━━ Dataset entries ━━

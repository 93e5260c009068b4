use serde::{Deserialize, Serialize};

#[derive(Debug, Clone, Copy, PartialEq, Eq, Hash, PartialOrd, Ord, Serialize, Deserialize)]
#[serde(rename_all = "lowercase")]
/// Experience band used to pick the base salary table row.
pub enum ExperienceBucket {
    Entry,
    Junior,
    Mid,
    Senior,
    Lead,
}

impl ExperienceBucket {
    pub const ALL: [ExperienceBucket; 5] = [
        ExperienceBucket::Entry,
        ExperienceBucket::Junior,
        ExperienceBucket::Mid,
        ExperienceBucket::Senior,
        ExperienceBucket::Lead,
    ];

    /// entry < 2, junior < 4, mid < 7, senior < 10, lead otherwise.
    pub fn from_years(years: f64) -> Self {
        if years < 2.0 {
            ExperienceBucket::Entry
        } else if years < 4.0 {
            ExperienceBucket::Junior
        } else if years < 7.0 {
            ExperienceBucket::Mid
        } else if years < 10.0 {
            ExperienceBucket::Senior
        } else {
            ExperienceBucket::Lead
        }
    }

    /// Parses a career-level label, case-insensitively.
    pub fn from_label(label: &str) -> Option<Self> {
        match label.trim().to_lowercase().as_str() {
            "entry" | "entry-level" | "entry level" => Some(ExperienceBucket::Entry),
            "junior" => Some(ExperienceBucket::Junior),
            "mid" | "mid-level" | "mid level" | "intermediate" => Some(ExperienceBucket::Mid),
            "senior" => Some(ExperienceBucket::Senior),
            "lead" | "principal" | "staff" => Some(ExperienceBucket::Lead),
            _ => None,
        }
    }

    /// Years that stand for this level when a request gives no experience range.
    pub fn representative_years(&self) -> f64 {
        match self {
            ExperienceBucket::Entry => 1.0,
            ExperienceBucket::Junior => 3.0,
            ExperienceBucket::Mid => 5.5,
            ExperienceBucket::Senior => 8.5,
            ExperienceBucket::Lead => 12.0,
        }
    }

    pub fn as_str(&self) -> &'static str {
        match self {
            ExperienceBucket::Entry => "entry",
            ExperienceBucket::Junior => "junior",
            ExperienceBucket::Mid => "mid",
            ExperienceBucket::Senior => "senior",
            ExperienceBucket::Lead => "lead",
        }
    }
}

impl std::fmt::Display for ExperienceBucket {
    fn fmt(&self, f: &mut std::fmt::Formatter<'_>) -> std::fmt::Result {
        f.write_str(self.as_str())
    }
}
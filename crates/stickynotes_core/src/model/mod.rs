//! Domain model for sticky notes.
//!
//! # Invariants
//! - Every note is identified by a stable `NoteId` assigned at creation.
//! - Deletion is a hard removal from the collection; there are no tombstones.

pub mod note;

━━━
━━ Dataset entries ━━

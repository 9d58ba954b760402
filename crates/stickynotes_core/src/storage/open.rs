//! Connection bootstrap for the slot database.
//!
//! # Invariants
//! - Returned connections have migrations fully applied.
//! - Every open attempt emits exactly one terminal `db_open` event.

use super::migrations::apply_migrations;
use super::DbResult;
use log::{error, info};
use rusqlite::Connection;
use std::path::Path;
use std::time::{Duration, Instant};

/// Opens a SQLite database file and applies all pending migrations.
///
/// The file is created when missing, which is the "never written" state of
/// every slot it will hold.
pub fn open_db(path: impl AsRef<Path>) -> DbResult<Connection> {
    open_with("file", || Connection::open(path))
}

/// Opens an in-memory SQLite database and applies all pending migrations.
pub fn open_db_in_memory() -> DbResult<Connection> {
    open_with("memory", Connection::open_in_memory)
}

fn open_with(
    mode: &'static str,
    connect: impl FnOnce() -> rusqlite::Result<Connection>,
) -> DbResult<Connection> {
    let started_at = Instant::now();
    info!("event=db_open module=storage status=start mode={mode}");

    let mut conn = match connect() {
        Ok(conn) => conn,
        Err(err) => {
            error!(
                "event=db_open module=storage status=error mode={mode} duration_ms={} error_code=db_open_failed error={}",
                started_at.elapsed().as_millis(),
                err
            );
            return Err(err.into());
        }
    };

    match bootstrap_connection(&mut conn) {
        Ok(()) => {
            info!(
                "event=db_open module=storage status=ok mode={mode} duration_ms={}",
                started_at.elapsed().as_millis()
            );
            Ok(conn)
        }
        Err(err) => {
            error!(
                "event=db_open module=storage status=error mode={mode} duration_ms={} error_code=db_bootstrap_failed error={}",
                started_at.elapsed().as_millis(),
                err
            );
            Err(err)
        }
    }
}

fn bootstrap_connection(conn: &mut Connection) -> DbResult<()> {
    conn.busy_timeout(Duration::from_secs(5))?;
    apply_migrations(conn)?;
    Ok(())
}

━━━
━━ Dataset entries ━━

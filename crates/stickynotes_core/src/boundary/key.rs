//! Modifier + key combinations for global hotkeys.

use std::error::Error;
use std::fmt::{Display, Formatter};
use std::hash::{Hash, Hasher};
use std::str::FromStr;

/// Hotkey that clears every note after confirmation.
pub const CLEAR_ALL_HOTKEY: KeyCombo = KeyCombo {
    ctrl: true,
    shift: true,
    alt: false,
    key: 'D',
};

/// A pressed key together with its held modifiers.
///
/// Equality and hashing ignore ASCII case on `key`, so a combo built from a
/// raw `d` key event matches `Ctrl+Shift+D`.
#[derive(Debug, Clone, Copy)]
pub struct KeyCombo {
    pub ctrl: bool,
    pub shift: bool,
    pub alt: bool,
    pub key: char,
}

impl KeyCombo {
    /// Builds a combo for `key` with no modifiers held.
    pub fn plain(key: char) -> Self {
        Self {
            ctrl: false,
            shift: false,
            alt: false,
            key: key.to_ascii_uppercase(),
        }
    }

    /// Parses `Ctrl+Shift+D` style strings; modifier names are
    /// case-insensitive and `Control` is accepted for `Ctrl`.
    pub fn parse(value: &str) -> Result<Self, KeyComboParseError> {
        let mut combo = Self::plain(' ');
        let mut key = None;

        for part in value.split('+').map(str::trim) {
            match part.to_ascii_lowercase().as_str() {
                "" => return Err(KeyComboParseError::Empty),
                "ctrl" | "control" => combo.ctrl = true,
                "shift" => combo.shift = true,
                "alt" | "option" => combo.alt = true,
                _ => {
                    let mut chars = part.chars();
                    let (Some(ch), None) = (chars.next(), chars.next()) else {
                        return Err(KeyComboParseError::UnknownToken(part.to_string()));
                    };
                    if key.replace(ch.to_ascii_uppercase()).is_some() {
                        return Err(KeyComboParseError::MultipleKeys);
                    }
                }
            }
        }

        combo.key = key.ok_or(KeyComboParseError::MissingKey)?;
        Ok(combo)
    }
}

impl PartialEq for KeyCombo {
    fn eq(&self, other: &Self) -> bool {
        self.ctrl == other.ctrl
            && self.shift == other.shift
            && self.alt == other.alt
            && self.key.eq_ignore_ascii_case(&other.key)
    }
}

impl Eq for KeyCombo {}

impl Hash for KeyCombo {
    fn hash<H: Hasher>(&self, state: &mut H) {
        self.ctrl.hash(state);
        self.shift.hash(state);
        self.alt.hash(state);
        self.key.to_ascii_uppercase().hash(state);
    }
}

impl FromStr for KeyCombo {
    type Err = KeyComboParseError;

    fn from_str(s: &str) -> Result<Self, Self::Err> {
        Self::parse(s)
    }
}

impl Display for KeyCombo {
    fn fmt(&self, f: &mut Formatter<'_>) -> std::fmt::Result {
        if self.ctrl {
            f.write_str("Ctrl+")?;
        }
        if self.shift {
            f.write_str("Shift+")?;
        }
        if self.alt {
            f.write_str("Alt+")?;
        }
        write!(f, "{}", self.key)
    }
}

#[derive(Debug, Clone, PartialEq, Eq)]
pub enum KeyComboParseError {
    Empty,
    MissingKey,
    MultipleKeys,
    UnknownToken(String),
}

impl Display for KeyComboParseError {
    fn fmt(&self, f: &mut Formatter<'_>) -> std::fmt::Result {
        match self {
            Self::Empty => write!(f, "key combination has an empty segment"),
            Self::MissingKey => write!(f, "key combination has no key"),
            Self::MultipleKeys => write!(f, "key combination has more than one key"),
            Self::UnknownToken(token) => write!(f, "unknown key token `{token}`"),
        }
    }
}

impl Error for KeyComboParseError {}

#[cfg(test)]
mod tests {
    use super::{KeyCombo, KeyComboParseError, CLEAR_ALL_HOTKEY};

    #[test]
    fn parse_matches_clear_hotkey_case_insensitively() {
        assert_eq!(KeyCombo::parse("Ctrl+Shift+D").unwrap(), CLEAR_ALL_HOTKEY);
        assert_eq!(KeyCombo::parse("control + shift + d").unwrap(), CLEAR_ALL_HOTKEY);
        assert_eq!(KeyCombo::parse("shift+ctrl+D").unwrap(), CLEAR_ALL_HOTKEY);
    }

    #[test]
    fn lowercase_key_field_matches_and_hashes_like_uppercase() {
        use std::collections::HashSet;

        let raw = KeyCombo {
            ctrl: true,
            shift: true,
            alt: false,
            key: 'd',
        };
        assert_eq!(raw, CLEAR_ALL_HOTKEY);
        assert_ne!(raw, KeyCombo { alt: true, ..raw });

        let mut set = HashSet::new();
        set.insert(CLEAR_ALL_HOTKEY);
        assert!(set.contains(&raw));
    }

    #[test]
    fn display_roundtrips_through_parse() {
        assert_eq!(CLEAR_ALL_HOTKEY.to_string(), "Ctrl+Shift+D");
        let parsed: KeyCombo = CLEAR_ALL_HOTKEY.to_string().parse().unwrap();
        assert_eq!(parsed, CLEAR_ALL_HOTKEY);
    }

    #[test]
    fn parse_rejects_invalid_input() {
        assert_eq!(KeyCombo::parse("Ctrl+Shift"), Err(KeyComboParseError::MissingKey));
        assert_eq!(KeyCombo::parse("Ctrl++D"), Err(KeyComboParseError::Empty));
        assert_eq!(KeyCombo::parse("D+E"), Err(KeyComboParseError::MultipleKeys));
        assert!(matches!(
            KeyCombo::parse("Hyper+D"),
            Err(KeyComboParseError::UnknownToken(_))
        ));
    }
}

━━━

### Aim of the task
Only the lines with the string "crates" are wanted; pick them out of the records above and copy them.

### Answer for this exercise
filename crates/stickynotes_core/src/model/mod.rs
filename crates/stickynotes_core/src/storage/open.rs
filename crates/stickynotes_core/src/boundary/key.rs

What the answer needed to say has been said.